Analyse des Décisions du Conseil d’État
Le Conseil d’État rejette les deux recours dans un arrêt du 24 juillet 2023 (CE, 24 juillet 2023, n°465529 et 468923) qui apporte plusieurs enseignements.
1. Tout d’abord, la CNIL n’a pas à statuer sur la réclamation dans un délai de 3 mois, sous peine de rejet implicite
La CNIL respecte ses obligations en adressant dans ce délai un courrier informant le réclamant de l’état d’avancement et de ce qu’il sera tenu informé de l’issue de sa réclamation (articles 77, 78 du RGPD, article 8 de la loi n°78-17 du 6 janvier 1978 et 10 du décret n°19-536 du 29 mai 2019).
Puis, sur l’instruction de la réclamation, le Conseil d’État précise le rôle de la CNIL : elle doit procéder à l’examen des faits et décider des suites à leur donner.
La haute juridiction précise que la CNIL « dispose, à cet effet, d’un large pouvoir d’appréciation et peut tenir compte de la gravité des manquements allégués au regard de la législation ou de la réglementation qu’elle est chargée de faire appliquer, du sérieux des indices relatifs à ces faits, de la date à laquelle ils ont été commis, du contexte dans lequel ils l’ont été et, plus généralement, de l’ensemble des intérêts généraux dont elle a la charge ».

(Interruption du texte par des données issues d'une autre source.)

//! Command-line surface of the `paycalc` binary.

use std::ffi::OsString;
use std::path::PathBuf;

use clap::Parser;
use rust_decimal::Decimal;

use crate::config::DEFAULT_CONFIG_FILE;
use crate::models::PayInputs;

/// Paycheck calculator program
#[derive(Parser, Debug)]
#[command(name = "paycalc", version = "1.0", allow_negative_numbers = true)]
pub struct Cli {
    /// specify config file path
    #[arg(short, long, value_name = "json_file", default_value = DEFAULT_CONFIG_FILE)]
    pub config: PathBuf,

    /// hourly pay rate
    #[arg(short, long = "payrate", value_name = "pay_rate")]
    pub payrate: Option<Decimal>,

    /// # of regular hours
    #[arg(short, long, value_name = "hours")]
    pub regular: Decimal,

    /// # of overtime hours (also accepted as -ot)
    #[arg(short, long, value_name = "hours", default_value = "0.0")]
    pub overtime: Decimal,

    /// overtime pay rate modifier
    #[arg(short = 'm', long, value_name = "modifier", default_value = "1.5")]
    pub overtime_modifier: Decimal,
}

impl Cli {
    /// Parses the process arguments, accepting the `-ot` spelling.
    pub fn parse_normalized() -> Self {
        Self::parse_from(normalize_args(std::env::args_os()))
    }

    /// Builds the calculator inputs from the parsed flags.
    pub fn pay_inputs(&self) -> PayInputs {
        PayInputs {
            pay_rate: self.payrate,
            regular_hours: self.regular,
            overtime_hours: self.overtime,
            overtime_modifier: self.overtime_modifier,
        }
    }
}

/// Rewrites the two-letter short flag `-ot` as `--overtime`.
///
/// clap only supports single-character short flags, so `-ot 5` would
/// otherwise parse as `-o` with the value `t`. Both `-ot <v>` and
/// `-ot=<v>` are rewritten; other arguments pass through untouched.
pub fn normalize_args<I, T>(args: I) -> Vec<OsString>
where
    I: IntoIterator<Item = T>,
    T: Into<OsString>,
{
    args.into_iter()
        .map(Into::into)
        .map(|arg| {
            let rewritten = match arg.to_str() {
                Some("-ot") => Some(OsString::from("--overtime")),
                Some(s) => s
                    .strip_prefix("-ot=")
                    .map(|value| OsString::from(format!("--overtime={value}"))),
                None => None,
            };
            rewritten.unwrap_or(arg)
        })
        .collect()
}
//! Gross pay calculation.
//!
//! Regular hours are paid at the base rate; overtime hours are paid at the
//! base rate scaled by the overtime modifier.

use rust_decimal::Decimal;

use crate::error::{PaycalcError, PaycalcResult};
use crate::models::GrossPay;

fn overflow(quantity: &str) -> PaycalcError {
    PaycalcError::Overflow {
        quantity: quantity.to_string(),
    }
}

/// Returns the hourly overtime rate for a base pay rate and modifier.
///
/// # Errors
///
/// Returns `Overflow` if the product is outside the decimal range.
///
/// # Examples
///
/// ```
/// use paycalc::calculation::overtime_rate;
/// use rust_decimal::Decimal;
///
/// let rate = overtime_rate(Decimal::from(20), Decimal::new(15, 1)).unwrap();
/// assert_eq!(rate, Decimal::from(30));
/// ```
pub fn overtime_rate(pay_rate: Decimal, overtime_modifier: Decimal) -> PaycalcResult<Decimal> {
    pay_rate
        .checked_mul(overtime_modifier)
        .ok_or_else(|| overflow("overtime rate"))
}

/// Computes the regular, overtime and total gross pay.
///
/// No input is validated; zero or negative values pass straight through
/// the arithmetic.
///
/// # Arguments
///
/// * `pay_rate` - The base hourly rate
/// * `regular_hours` - Hours paid at the base rate
/// * `overtime_rate` - The hourly rate for overtime (see [`overtime_rate()`])
/// * `overtime_hours` - Hours paid at the overtime rate
///
/// # Errors
///
/// Returns `Overflow` if any component is outside the decimal range.
///
/// # Examples
///
/// ```
/// use paycalc::calculation::compute_gross;
/// use rust_decimal::Decimal;
///
/// let gross = compute_gross(
///     Decimal::from(20),
///     Decimal::from(40),
///     Decimal::from(30),
///     Decimal::from(5),
/// )
/// .unwrap();
/// assert_eq!(gross.regular, Decimal::from(800));
/// assert_eq!(gross.overtime, Decimal::from(150));
/// assert_eq!(gross.total, Decimal::from(950));
/// ```
pub fn compute_gross(
    pay_rate: Decimal,
    regular_hours: Decimal,
    overtime_rate: Decimal,
    overtime_hours: Decimal,
) -> PaycalcResult<GrossPay> {
    let regular = pay_rate
        .checked_mul(regular_hours)
        .ok_or_else(|| overflow("regular gross"))?;
    let overtime = overtime_rate
        .checked_mul(overtime_hours)
        .ok_or_else(|| overflow("overtime gross"))?;
    let total = regular
        .checked_add(overtime)
        .ok_or_else(|| overflow("total gross"))?;

    Ok(GrossPay {
        regular,
        overtime,
        total,
    })
}

#[cfg(test)]
mod tests {
    use super::*;
    use proptest::prelude::*;
    use std::str::FromStr;

    fn dec(s: &str) -> Decimal {
        Decimal::from_str(s).unwrap()
    }

    #[test]
    fn test_regular_hours_only() {
        let gross =
            compute_gross(dec("28.54"), dec("38"), dec("42.81"), Decimal::ZERO).unwrap();

        assert_eq!(gross.regular, dec("1084.52"));
        assert_eq!(gross.overtime, Decimal::ZERO);
        assert_eq!(gross.total, dec("1084.52"));
    }

    #[test]
    fn test_regular_and_overtime() {
        let rate = dec("20.00");
        let ot_rate = overtime_rate(rate, dec("1.5")).unwrap();
        let gross = compute_gross(rate, dec("40"), ot_rate, dec("5")).unwrap();

        assert_eq!(ot_rate, dec("30"));
        assert_eq!(gross.regular, dec("800"));
        assert_eq!(gross.overtime, dec("150"));
        assert_eq!(gross.total, dec("950"));
    }

    #[test]
    fn test_fractional_hours() {
        let gross =
            compute_gross(dec("18.25"), dec("7.5"), dec("36.50"), dec("0.25")).unwrap();

        assert_eq!(gross.regular, dec("136.875"));
        assert_eq!(gross.overtime, dec("9.125"));
        assert_eq!(gross.total, dec("146.00"));
    }

    #[test]
    fn test_negative_hours_pass_through() {
        let gross = compute_gross(dec("20"), dec("-2"), dec("30"), Decimal::ZERO).unwrap();
        assert_eq!(gross.total, dec("-40"));
    }

    #[test]
    fn test_double_time_modifier() {
        assert_eq!(overtime_rate(dec("25.00"), dec("2")).unwrap(), dec("50"));
    }

    #[test]
    fn test_huge_rate_times_hours_is_overflow_error() {
        let result = compute_gross(Decimal::MAX, dec("40"), Decimal::ZERO, Decimal::ZERO);

        match result {
            Err(PaycalcError::Overflow { quantity }) => assert_eq!(quantity, "regular gross"),
            other => panic!("Expected Overflow, got {:?}", other),
        }
    }

    #[test]
    fn test_huge_overtime_rate_is_overflow_error() {
        assert!(matches!(
            overtime_rate(Decimal::MAX, dec("1.5")),
            Err(PaycalcError::Overflow { .. })
        ));
    }

    #[test]
    fn test_sum_of_components_overflow_is_error() {
        let result = compute_gross(Decimal::MAX, Decimal::ONE, Decimal::MAX, Decimal::ONE);

        match result {
            Err(PaycalcError::Overflow { quantity }) => assert_eq!(quantity, "total gross"),
            other => panic!("Expected Overflow, got {:?}", other),
        }
    }

    proptest! {
        #[test]
        fn prop_total_is_rate_times_hours_plus_overtime(
            rate_cents in 0i64..100_000,
            reg_quarters in 0i64..400,
            ot_quarters in 0i64..200,
            modifier_tenths in 10i64..30,
        ) {
            let rate = Decimal::new(rate_cents, 2);
            let reg = Decimal::new(reg_quarters * 25, 2);
            let ot = Decimal::new(ot_quarters * 25, 2);
            let modifier = Decimal::new(modifier_tenths, 1);

            let ot_rate = overtime_rate(rate, modifier).unwrap();
            let gross = compute_gross(rate, reg, ot_rate, ot).unwrap();

            prop_assert_eq!(gross.total, rate * reg + rate * modifier * ot);
            prop_assert_eq!(gross.total, gross.regular + gross.overtime);
        }
    }
}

2. La CNIL dispose d’un large pouvoir d’appréciation sur les demandes relevant du droit d’accès
Le Conseil d’État précise ensuite l’étendue de son contrôle juridictionnel, en deux temps.
- D’abord, l’auteur d’une réclamation à la CNIL peut déférer la décision au juge de l’excès de pouvoir.
Outre le contrôle de la légalité externe, le juge contrôle le bien-fondé de la décision et censure en cas d’erreur de fait ou de droit, d’erreur manifeste d’appréciation ou de détournement de pouvoir. - Puis, lorsque la plainte porte sur la méconnaissance par un responsable de traitement des droits garantis par la loi à l’égard des données à caractère personnel le concernant, notamment les droits d’accès, de rectification, d’effacement, de limitation et d’opposition, le pouvoir d’appréciation de la CNIL pour décider des suites à y donner s’exerce sous l’entier contrôle du juge de l’excès de pouvoir.
3. Le droit d’accès est placé sous l’entier contrôle du juge de l’excès de pouvoir
Une fois ces principes posés, le Conseil d’État se prononce sur les demandes du requérant. Il contrôle le moyen tiré du caractère illicite, déloyal et non transparent du traitement de données à caractère personnel figurant dans une pièce utilisée par l’employeur dans le contentieux prud’homal.
L’argument est ici rejeté et les demandes du réclamant d’injonctions à la CNIL et à l’ancien employeur du salarié ne prospèrent pas.
Le Conseil d’État juge encore que le responsable de traitement pouvait transmettre les pièces en réponse à la demande de droit d’accès par voie de téléchargement et rejette la demande de limitation des données archivées après le licenciement du salarié, dont le traitement avait pour seule finalité de permettre la défense des droits de la société dans le contentieux prud’homal.